On this blog I will bring to you a plethora of recipes within and without Africa. Cooking is one thing I enjoy doing so much and well people say I do it so well. *wink* I will be sharing my adventures in the kitchen with you. This is the pioneer recipe I am posting so yayyy! Over to the food…

‘Kwacoco Bible’ wasn’t a stable on my family dining table while I was growing up (well I’m still growing). However, I developed a love for it while I was studying at the Presbyterian  Comprehensive Secondary School, Buea. This school, which sits at the foot of Mount Fako in the South West Region of Cameroon is on the land of the Bakweris, the ‘Kwacoco Bible’ eaters.

Every night after evening devotion, our school night watchman AKA ‘Pa washi’ will bring delicious pepperish Kwacoco prepared probably by his wife and will (illegally) sell them to us. We often scrambled to get at least a lump of this goodness, which costed 100 CFA francs each (approximately 0.0201142 USD). That was how I got initiated.

We fondly called it ‘kwacs’. Don’t ask me why the name of the meal includes ‘Bible’. I don’t know either!

I have realized over time that Kwacoco has a wide appeal. The other day my Ugandan friend and her kids scrambled over some slices I gave them to try. So you do not have to be Cameroonian to like this. Well, let’s start cooking!

You will need…

4 Medium sized cocoyams (taro)
A quarter liter palm oil
A quarter cup of crayfish
Smoked fish
Spinach leaves/ potato leaves (Originally made with Cocoyam (or taro) leaves
2 Maggi cubes
Salt to taste
1 habanero pepper
Plastic wraps and aluminium foil (Preferably use banana or plantain leaves to wrap)

Peel the cocoyams and use a grater to grate it into a smooth paste. You could use a food processor as well.

Add all ingredients to the grated cocoyams except the palm oil and mix well.

Warm the palm oil and add to the mixture. Mix again until the colour is even.
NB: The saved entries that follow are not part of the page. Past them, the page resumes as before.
//! Parser for `nvidia-smi -q -x` output
//!
//! The XML report contains one `<gpu>` element per device. Only the fields
//! needed for the summary line are extracted; everything else is skipped.

use quick_xml::Reader;
use quick_xml::events::{BytesStart, Event};
use serde::{Deserialize, Serialize};

use super::metrics::{GpuSample, floor_percent};
use super::parser::{CommandParser, MonitoringError, MonitoringResult};

/// GPU query command producing the structured XML report
pub const GPU_QUERY_COMMAND: &str = "nvidia-smi -q -x";

/// Where the VRAM percentage is read from.
///
/// The two sources measure different things and are never mixed:
/// `fb_memory_usage` is how much framebuffer memory is allocated, while
/// `utilization/memory_util` is the fraction of time the memory controller
/// was busy during the last sample period.
#[derive(Debug, Clone, Copy, Default, PartialEq, Eq, Serialize, Deserialize)]
#[serde(rename_all = "kebab-case")]
pub enum VramSource {
    /// `floor(100 * fb_memory_usage/used / fb_memory_usage/total)`
    #[default]
    FbMemoryUsage,
    /// `utilization/memory_util` as reported
    ReportedUtilization,
}

impl std::fmt::Display for VramSource {
    fn fmt(&self, f: &mut std::fmt::Formatter<'_>) -> std::fmt::Result {
        match self {
            Self::FbMemoryUsage => write!(f, "fb-memory-usage"),
            Self::ReportedUtilization => write!(f, "reported-utilization"),
        }
    }
}

/// Raw text values captured inside one `<gpu>` element
#[derive(Debug, Default)]
struct GpuNode {
    gpu_util: Option<String>,
    memory_util: Option<String>,
    fb_total: Option<String>,
    fb_used: Option<String>,
    process_count: usize,
}

/// Parses the XML GPU report into one [`GpuSample`] per `<gpu>` element.
#[derive(Debug, Clone, Copy, Default)]
pub struct GpuQueryParser {
    vram_source: VramSource,
}

impl GpuQueryParser {
    /// Creates a parser reading VRAM usage from `vram_source`
    #[must_use]
    pub const fn new(vram_source: VramSource) -> Self {
        Self { vram_source }
    }

    /// VRAM source this parser reads
    #[must_use]
    pub const fn vram_source(&self) -> VramSource {
        self.vram_source
    }

    fn is_process_info(tag: &str, relative: &[String]) -> bool {
        tag == "process_info" && relative.len() == 1 && relative[0] == "processes"
    }

    fn tag_name(e: &BytesStart<'_>) -> String {
        String::from_utf8_lossy(e.name().as_ref()).to_string()
    }

    /// Scans the document and returns the raw values of every `<gpu>`
    fn collect_nodes(xml: &str) -> MonitoringResult<Vec<GpuNode>> {
        let mut reader = Reader::from_str(xml);
        reader.config_mut().trim_text(true);

        let mut nodes = Vec::new();
        let mut path: Vec<String> = Vec::new();
        let mut current: Option<(usize, GpuNode)> = None;
        let mut text_buf = String::new();

        loop {
            match reader.read_event() {
                Ok(Event::Start(e)) => {
                    let tag = Self::tag_name(&e);
                    match &mut current {
                        Some((depth, node)) => {
                            if Self::is_process_info(&tag, &path[*depth + 1..]) {
                                node.process_count += 1;
                            }
                        }
                        None => {
                            if tag == "gpu" {
                                current = Some((path.len(), GpuNode::default()));
                            }
                        }
                    }
                    path.push(tag);
                    text_buf.clear();
                }
                Ok(Event::Empty(e)) => {
                    let tag = Self::tag_name(&e);
                    match current.as_mut() {
                        Some((depth, node)) => {
                            if Self::is_process_info(&tag, &path[*depth + 1..]) {
                                node.process_count += 1;
                            }
                        }
                        // A bare `<gpu/>` still counts as a device; its
                        // missing fields are reported by `to_sample`
                        None if tag == "gpu" => nodes.push(GpuNode::default()),
                        None => {}
                    }
                }
                Ok(Event::Text(e)) => {
                    text_buf = String::from_utf8_lossy(&e).to_string();
                }
                Ok(Event::End(_)) => {
                    let closing_depth = path.len().saturating_sub(1);
                    let closes_gpu = current
                        .as_ref()
                        .is_some_and(|(depth, _)| *depth == closing_depth);
                    if closes_gpu {
                        if let Some((_, node)) = current.take() {
                            nodes.push(node);
                        }
                    } else if let Some((depth, node)) = current.as_mut() {
                        let value = text_buf.trim().to_string();
                        let relative: Vec<&str> =
                            path[*depth + 1..].iter().map(String::as_str).collect();
                        match relative.as_slice() {
                            ["utilization", "gpu_util"] => node.gpu_util = Some(value),
                            ["utilization", "memory_util"] => node.memory_util = Some(value),
                            ["fb_memory_usage", "total"] => node.fb_total = Some(value),
                            ["fb_memory_usage", "used"] => node.fb_used = Some(value),
                            _ => {}
                        }
                    }
                    path.pop();
                    text_buf.clear();
                }
                Ok(Event::Eof) => break,
                Err(e) => {
                    return Err(MonitoringError::ParseError(format!(
                        "invalid GPU query XML at byte {}: {e}",
                        reader.error_position()
                    )));
                }
                _ => {} // Skip Decl, DocType, Comment, CData, PI
            }
        }

        if current.is_some() {
            return Err(MonitoringError::ParseError(
                "unterminated <gpu> element in GPU query output".into(),
            ));
        }

        Ok(nodes)
    }

    /// Converts one node into a sample, validating required fields
    fn to_sample(&self, index: usize, node: &GpuNode) -> MonitoringResult<GpuSample> {
        let gpu_percent = parse_percent(node.gpu_util.as_deref(), "utilization/gpu_util", index)?;

        let vram_percent = match self.vram_source {
            VramSource::FbMemoryUsage => {
                let total = parse_with_unit(
                    required(node.fb_total.as_deref(), "fb_memory_usage/total", index)?,
                    "MiB",
                    "fb_memory_usage/total",
                )?;
                let used = parse_with_unit(
                    required(node.fb_used.as_deref(), "fb_memory_usage/used", index)?,
                    "MiB",
                    "fb_memory_usage/used",
                )?;
                if total == 0 {
                    return Err(MonitoringError::ZeroTotal("VRAM"));
                }
                if used > total {
                    return Err(MonitoringError::ParseError(format!(
                        "GPU {index}: used VRAM {used} MiB exceeds total {total} MiB"
                    )));
                }
                floor_percent(used, total)
            }
            VramSource::ReportedUtilization => {
                parse_percent(node.memory_util.as_deref(), "utilization/memory_util", index)?
            }
        };

        Ok(GpuSample {
            index,
            gpu_percent,
            vram_percent,
            active_process_count: node.process_count,
        })
    }
}

impl CommandParser for GpuQueryParser {
    type Output = Vec<GpuSample>;

    fn command(&self) -> &'static str {
        GPU_QUERY_COMMAND
    }

    /// Empty output means no GPU or no `nvidia-smi`, which is not an error.
    fn parse(&self, stdout: &str) -> MonitoringResult<Vec<GpuSample>> {
        let xml = stdout.trim_start_matches('\u{feff}').trim();
        if xml.is_empty() {
            return Ok(Vec::new());
        }

        Self::collect_nodes(xml)?
            .iter()
            .enumerate()
            .map(|(index, node)| self.to_sample(index, node))
            .collect()
    }
}

fn required<'a>(value: Option<&'a str>, field: &str, index: usize) -> MonitoringResult<&'a str> {
    value.ok_or_else(|| MonitoringError::ParseError(format!("GPU {index}: missing <{field}>")))
}

/// Parses values like `24576 MiB` or `45 %`, stripping the unit suffix
fn parse_with_unit(raw: &str, unit: &str, field: &str) -> MonitoringResult<u64> {
    let trimmed = raw.trim();
    let number = trimmed.strip_suffix(unit).unwrap_or(trimmed).trim();
    number
        .parse()
        .map_err(|_| MonitoringError::ParseError(format!("<{field}> is not a number: {raw:?}")))
}

fn parse_percent(value: Option<&str>, field: &str, index: usize) -> MonitoringResult<u8> {
    let percent = parse_with_unit(required(value, field, index)?, "%", field)?;
    u8::try_from(percent)
        .ok()
        .filter(|p| *p <= 100)
        .ok_or_else(|| {
            MonitoringError::ParseError(format!("GPU {index}: <{field}> out of range: {percent}"))
        })
}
Create wraps by wrapping some spoonfuls in a piece of plastic wrap, then wrap again in some aluminium foil. (If you have plantain/banana leaves then use them instead of the plastic wrap and foil paper).

Place some foil paper (or banana leaves) underneath the pot in which you will cook the meal. Put all the wraps  into the pot, add some water and steam on high heat for approximately one hour. Check from time to time so you can add more water if it dries up.

Here are some pictures to further explain…

When you try this, let me know how it goes. Bon Appetit!



  1. OMG, Precious! This fits in with what I have been working on with another World Pulse sister, Urmila Chanam. We have been bonding through sharing recipes over the thousands of miles between us. Please check out our campaign entries:

  2. Y, I read your campaign entries and I was thrilled. We are miles apart but close in so many ways! Keep cooking and sharing. I love you, Big Sister!

  3. Elizo Lumnwi

    this is great precious pls keep more of it coming

  4. Thanks Elizo! Check every Wednesday for more yummy recipes

  5. Wuhsai that u recipe dey?

  6. my prob with this recipe is cooking with the plastic wraps

  7. You can omit that and just wrap directly with heavy duty aluminium foil.

  8. I don't understand what u mean by habernero pepper?

  9. Hi Anon, that's regular hot pepper. It is known in other parts of the world as habanero.

  10. Pingback: KWACOCO BIBLE | Precious Core

  11. Hello Auntie!
    I so much love your blog. please do not relent your efforts. cause people like me read it literally everyday. And hey coincidentally we have the same alma mater. Hahaha!